First of all, a big part of the population is younger than 24 years and most people have lost either their parents or grandparents. Second, is the amount of unemployed and homeless people. The economy is not getting better since the Khmer Rouge and there is not a lot of work. Finally, there is a lot of corruption within the country. Add all these problems and you will get people who have lost their trust, ambition and even hope sometimes.
The past events shaped the people of Cambodia and you will notice it walking around, especially in Phnom Penh. Everyone is just surviving and trying to make each day better for themselves or their children. However, the Khmer may be focused on themselves and try to make money of tourists, but when you make the effort to connect you will find welcoming and loving people.

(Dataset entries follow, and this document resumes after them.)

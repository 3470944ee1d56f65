//! Batch normalization across genes
//!
//! Genes are independent: each one is routed, fitted and resampled on its own with a
//! private RNG stream, and the output rows are reassembled in input order.

mod gene;

pub use gene::{GeneDiagnostics, GenePath};

use ndarray::{Array1, Array2};
use rayon::prelude::*;

use crate::data::{CountMatrix, NormalizedMatrix};
use crate::error::{DinoError, Result};
use crate::mixture::EmParams;
use crate::normalization::{resolve_depth, DepthInput, DepthSlope};
use crate::rng::resolve_seed;

/// Decimals beyond this exceed f64 resolution and overflow the rounding factor
pub const MAX_PRECISION: u32 = 15;

/// Configurable parameters for normalization
#[derive(Debug, Clone)]
pub struct NormalizeParams {
    /// Genes with fewer non-zero cells are depth-scaled instead of fitted
    pub min_nonzero: usize,
    /// Ceiling on the mixture order K
    pub max_components: usize,
    /// γ: pull of the resampled values toward count / depth
    pub concentration: f64,
    /// Worker threads; 0 uses every available core, 1 runs sequentially
    pub workers: usize,
    /// Base seed; `None` draws one from entropy
    pub seed: Option<u64>,
    pub em: EmParams,
    /// Fit each gene on at most this many randomly chosen cells
    pub max_fit_cells: Option<usize>,
    pub slope: DepthSlope,
    /// Round outputs to this many decimals
    pub precision: Option<u32>,
}

impl Default for NormalizeParams {
    fn default() -> Self {
        Self {
            min_nonzero: 10,
            max_components: 100,
            concentration: 15.0,
            workers: 2,
            seed: None,
            em: EmParams::default(),
            max_fit_cells: Some(10_000),
            slope: DepthSlope::default(),
            precision: None,
        }
    }
}

fn config_error(reason: impl Into<String>) -> DinoError {
    DinoError::Configuration { reason: reason.into() }
}

impl NormalizeParams {
    /// Reject parameter values no gene could be normalized with
    pub fn validate(&self) -> Result<()> {
        if !self.concentration.is_finite() || self.concentration <= 0.0 {
            return Err(config_error(format!(
                "concentration must be positive and finite, got {}",
                self.concentration
            )));
        }
        if self.max_components < 1 {
            return Err(config_error("max_components must be at least 1"));
        }
        if self.min_nonzero < 1 {
            return Err(config_error("min_nonzero must be at least 1"));
        }
        if !(self.em.tol > 0.0) {
            return Err(config_error(format!("EM tolerance must be positive, got {}", self.em.tol)));
        }
        if self.em.max_iter < 1 {
            return Err(config_error("EM max_iter must be at least 1"));
        }
        if self.max_fit_cells == Some(0) {
            return Err(config_error("max_fit_cells must be at least 1"));
        }
        match self.slope {
            DepthSlope::Fixed(b) if !(b > 0.0 && b.is_finite()) => {
                return Err(config_error(format!("fixed depth slope must be positive, got {}", b)));
            }
            DepthSlope::Estimated { min, max } if !(min > 0.0 && min <= max && max.is_finite()) => {
                return Err(config_error(format!(
                    "depth slope bounds must satisfy 0 < min <= max, got [{}, {}]",
                    min, max
                )));
            }
            _ => {}
        }
        if let Some(p) = self.precision {
            if p > MAX_PRECISION {
                return Err(config_error(format!(
                    "precision must be at most {} decimals, got {}",
                    MAX_PRECISION, p
                )));
            }
        }
        Ok(())
    }
}

/// Normalized matrix plus what happened to each gene
#[derive(Debug, Clone)]
pub struct NormalizeResult {
    pub matrix: NormalizedMatrix,
    /// Depth used for every cell
    pub depth: Array1<f64>,
    /// One entry per gene, in matrix order
    pub diagnostics: Vec<GeneDiagnostics>,
}

impl NormalizeResult {
    pub fn summary(&self) -> NormalizeSummary {
        let count = |p: GenePath| self.diagnostics.iter().filter(|d| d.path == p).count();
        NormalizeSummary {
            total_genes: self.diagnostics.len(),
            resampled: count(GenePath::Resampled),
            scaled: count(GenePath::Scaled),
            degraded: count(GenePath::Degraded),
            not_converged: self
                .diagnostics
                .iter()
                .filter(|d| d.path == GenePath::Resampled && !d.converged)
                .count(),
            dropped_components: self.diagnostics.iter().map(|d| d.dropped_components).sum(),
        }
    }
}

/// Counts of genes per normalization path
#[derive(Debug, Clone, PartialEq, Eq)]
pub struct NormalizeSummary {
    pub total_genes: usize,
    pub resampled: usize,
    pub scaled: usize,
    pub degraded: usize,
    pub not_converged: usize,
    pub dropped_components: usize,
}

impl std::fmt::Display for NormalizeSummary {
    fn fmt(&self, f: &mut std::fmt::Formatter<'_>) -> std::fmt::Result {
        writeln!(f, "Normalization Summary")?;
        writeln!(f, "=====================")?;
        writeln!(f, "Total genes: {}", self.total_genes)?;
        writeln!(f, "Resampled: {}", self.resampled)?;
        writeln!(f, "  Not converged: {}", self.not_converged)?;
        writeln!(f, "  Dropped components: {}", self.dropped_components)?;
        writeln!(f, "Depth-scaled: {}", self.scaled)?;
        writeln!(f, "Degraded to scaling: {}", self.degraded)?;
        Ok(())
    }
}

/// Map `f` over gene indices on a pool of `workers` threads, keeping index order
fn run_genes<T, F>(n_genes: usize, workers: usize, f: F) -> Result<Vec<T>>
where
    T: Send,
    F: Fn(usize) -> T + Sync + Send,
{
    if workers == 1 {
        return Ok((0..n_genes).map(f).collect());
    }
    // num_threads(0) lets rayon use every available core
    let pool = rayon::ThreadPoolBuilder::new()
        .num_threads(workers)
        .build()
        .map_err(|e| config_error(format!("cannot start {} workers: {}", workers, e)))?;
    Ok(pool.install(|| (0..n_genes).into_par_iter().map(&f).collect()))
}

fn round_to(value: f64, factor: f64) -> f64 {
    (value * factor).round() / factor
}

/// Depth-normalize every gene of a count matrix.
///
/// `depth` defaults to per-cell totals divided by their median. Configuration and
/// input-level problems fail before any gene is processed; a gene whose fit fails
/// is depth-scaled and flagged as `Degraded` in the diagnostics.
pub fn normalize(counts: &CountMatrix, depth: Option<&DepthInput>, params: &NormalizeParams) -> Result<NormalizeResult> {
    params.validate()?;
    let depth = resolve_depth(counts, depth)?;
    let depth_slice = depth.to_vec();

    let base_seed = resolve_seed(params.seed);
    let n_genes = counts.n_genes();
    let n_cells = counts.n_cells();
    log::info!(
        "Normalizing {} genes x {} cells (workers {}, concentration {})",
        n_genes,
        n_cells,
        params.workers,
        params.concentration
    );

    let outputs = run_genes(n_genes, params.workers, |g| {
        gene::process_gene(
            g,
            &counts.gene_ids()[g],
            counts.gene_counts(g),
            &depth_slice,
            params,
            base_seed,
        )
    })?;

    let factor = params.precision.map(|p| 10f64.powi(p as i32));
    let mut values = Array2::zeros((n_genes, n_cells));
    let mut diagnostics = Vec::with_capacity(n_genes);
    for (g, out) in outputs.into_iter().enumerate() {
        for (j, v) in out.values.into_iter().enumerate() {
            values[[g, j]] = match factor {
                Some(f) => round_to(v, f),
                None => v,
            };
        }
        diagnostics.push(out.diagnostics);
    }

    let matrix = NormalizedMatrix::new(
        values,
        counts.gene_ids().to_vec(),
        counts.cell_ids().to_vec(),
        counts.is_sparse(),
    )?;
    let result = NormalizeResult {
        matrix,
        depth,
        diagnostics,
    };

    let summary = result.summary();
    log::info!(
        "Done: {} resampled, {} depth-scaled, {} degraded",
        summary.resampled,
        summary.scaled,
        summary.degraded
    );
    if summary.not_converged > 0 {
        log::warn!(
            "{} genes hit the EM iteration cap ({}) before converging",
            summary.not_converged,
            params.em.max_iter
        );
    }
    Ok(result)
}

Central Market, Phnom Penh
Much like my homeland The Netherlands, Cambadia is a flat land. You will find more farms than mountains. I visited the trendy Siem Reap and the capital Phnom Penh. Both places are a must visit and totally different from each other. You will visit Siem Reap for the ancient Angkor city and Phnom Penh for the recent history of the country.
Siem Reap is one of the more Western cities I visited in Southeast Asia. Most tourists stay in Siem Reap for the ancient city Angkor and the locals make most of their money from tourists. There are a lot of trendy restaurants and there is a walking street with clothes, food and entertainment. Most visitors of Cambodia only visit Siem Reap, but the capital Phnom Penh is just as interesting.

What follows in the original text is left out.